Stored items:
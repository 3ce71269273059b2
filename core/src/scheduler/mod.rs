//! Dispatch targets for continuations.
//!
//! A [`Scheduler`] is a long-lived engine that accepts continuations and runs
//! them later; a [`Resumer`] is the small copyable handle used at dispatch
//! sites. The distinguished inline resumer runs continuations synchronously
//! on the caller thread and compares equal only to itself (its identity is
//! the null sentinel).

use crate::continuation::Continuation;
use std::cell::Cell;
use std::sync::Arc;

mod strand;
mod thread_pool;
#[cfg(test)]
mod tests;

pub use strand::Strand;
pub use thread_pool::ThreadPool;

pub trait Scheduler: Send + Sync + 'static {
    /// Must be thread-safe and reentrant: callable from any thread, including
    /// one currently running a continuation dispatched by this scheduler.
    fn post(&self, cont: Continuation);
}

/// Type-erased handle onto a scheduler, or the inline sentinel.
///
/// Equality is pointer identity of the underlying scheduler and answers
/// "am I already on this execution context" for resume fast-paths.
#[derive(Clone, Default)]
pub struct Resumer(Option<Arc<dyn Scheduler>>);

impl Resumer {
    pub fn inline() -> Self {
        Resumer(None)
    }

    pub fn new(sch: Arc<dyn Scheduler>) -> Self {
        Resumer(Some(sch))
    }

    pub fn is_inline(&self) -> bool {
        self.0.is_none()
    }

    /// Stable identity of the underlying scheduler; the inline resumer's
    /// identity is the null sentinel.
    pub fn id(&self) -> usize {
        match &self.0 {
            None => 0,
            Some(s) => Arc::as_ptr(s) as *const () as usize,
        }
    }

    pub fn post(&self, cont: Continuation) {
        match &self.0 {
            None => cont.resume(),
            Some(s) => s.post(cont),
        }
    }

    /// True when the calling thread is currently executing on this resumer's
    /// scheduler. The inline resumer is current everywhere.
    pub fn is_current(&self) -> bool {
        self.is_inline() || self.id() == current_scheduler_id()
    }
}

impl<S: Scheduler> From<Arc<S>> for Resumer {
    fn from(sch: Arc<S>) -> Self {
        Resumer(Some(sch))
    }
}

impl PartialEq for Resumer {
    fn eq(&self, other: &Self) -> bool {
        self.id() == other.id()
    }
}

impl Eq for Resumer {}

impl std::fmt::Debug for Resumer {
    fn fmt(&self, f: &mut std::fmt::Formatter<'_>) -> std::fmt::Result {
        if self.is_inline() {
            f.write_str("Resumer(inline)")
        } else {
            write!(f, "Resumer({:#x})", self.id())
        }
    }
}

/// Returns a resumer capturing the scheduler. The resumer keeps the
/// scheduler alive, so its lifetime can never exceed the scheduler's.
pub fn get_resumer<S: Scheduler>(sch: &Arc<S>) -> Resumer {
    Resumer(Some(sch.clone()))
}

thread_local! {
    static CURRENT_SCHEDULER: Cell<usize> = Cell::new(0);
}

/// Identity of the scheduler driving the calling thread, 0 when the thread
/// is not a scheduler worker.
pub fn current_scheduler_id() -> usize {
    CURRENT_SCHEDULER.with(|c| c.get())
}

/// Runs `f` with the calling thread advertising `id` as its scheduler
/// identity, restoring the previous identity afterwards (also on unwind).
pub(crate) fn with_scheduler_id<R>(id: usize, f: impl FnOnce() -> R) -> R {
    struct Restore(usize);
    impl Drop for Restore {
        fn drop(&mut self) {
            CURRENT_SCHEDULER.with(|c| c.set(self.0));
        }
    }
    let _restore = Restore(CURRENT_SCHEDULER.with(|c| c.replace(id)));
    f()
}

## Work order
Write an exact transcription of every entry above.

## Your response
repository 3ce71269273059b2
filename core/src/scheduler/mod.rs
//! Dispatch targets for continuations.
//!
//! A [`Scheduler`] is a long-lived engine that accepts continuations and runs
//! them later; a [`Resumer`] is the small copyable handle used at dispatch
//! sites. The distinguished inline resumer runs continuations synchronously
//! on the caller thread and compares equal only to itself (its identity is
//! the null sentinel).

use crate::continuation::Continuation;
use std::cell::Cell;
use std::sync::Arc;

mod strand;
mod thread_pool;
#[cfg(test)]
mod tests;

pub use strand::Strand;
pub use thread_pool::ThreadPool;

pub trait Scheduler: Send + Sync + 'static {
    /// Must be thread-safe and reentrant: callable from any thread, including
    /// one currently running a continuation dispatched by this scheduler.
    fn post(&self, cont: Continuation);
}

/// Type-erased handle onto a scheduler, or the inline sentinel.
///
/// Equality is pointer identity of the underlying scheduler and answers
/// "am I already on this execution context" for resume fast-paths.
#[derive(Clone, Default)]
pub struct Resumer(Option<Arc<dyn Scheduler>>);

impl Resumer {
    pub fn inline() -> Self {
        Resumer(None)
    }

    pub fn new(sch: Arc<dyn Scheduler>) -> Self {
        Resumer(Some(sch))
    }

    pub fn is_inline(&self) -> bool {
        self.0.is_none()
    }

    /// Stable identity of the underlying scheduler; the inline resumer's
    /// identity is the null sentinel.
    pub fn id(&self) -> usize {
        match &self.0 {
            None => 0,
            Some(s) => Arc::as_ptr(s) as *const () as usize,
        }
    }

    pub fn post(&self, cont: Continuation) {
        match &self.0 {
            None => cont.resume(),
            Some(s) => s.post(cont),
        }
    }

    /// True when the calling thread is currently executing on this resumer's
    /// scheduler. The inline resumer is current everywhere.
    pub fn is_current(&self) -> bool {
        self.is_inline() || self.id() == current_scheduler_id()
    }
}

impl<S: Scheduler> From<Arc<S>> for Resumer {
    fn from(sch: Arc<S>) -> Self {
        Resumer(Some(sch))
    }
}

impl PartialEq for Resumer {
    fn eq(&self, other: &Self) -> bool {
        self.id() == other.id()
    }
}

impl Eq for Resumer {}

impl std::fmt::Debug for Resumer {
    fn fmt(&self, f: &mut std::fmt::Formatter<'_>) -> std::fmt::Result {
        if self.is_inline() {
            f.write_str("Resumer(inline)")
        } else {
            write!(f, "Resumer({:#x})", self.id())
        }
    }
}

/// Returns a resumer capturing the scheduler. The resumer keeps the
/// scheduler alive, so its lifetime can never exceed the scheduler's.
pub fn get_resumer<S: Scheduler>(sch: &Arc<S>) -> Resumer {
    Resumer(Some(sch.clone()))
}

thread_local! {
    static CURRENT_SCHEDULER: Cell<usize> = Cell::new(0);
}

/// Identity of the scheduler driving the calling thread, 0 when the thread
/// is not a scheduler worker.
pub fn current_scheduler_id() -> usize {
    CURRENT_SCHEDULER.with(|c| c.get())
}

/// Runs `f` with the calling thread advertising `id` as its scheduler
/// identity, restoring the previous identity afterwards (also on unwind).
pub(crate) fn with_scheduler_id<R>(id: usize, f: impl FnOnce() -> R) -> R {
    struct Restore(usize);
    impl Drop for Restore {
        fn drop(&mut self) {
            CURRENT_SCHEDULER.with(|c| c.set(self.0));
        }
    }
    let _restore = Restore(CURRENT_SCHEDULER.with(|c| c.replace(id)));
    f()
}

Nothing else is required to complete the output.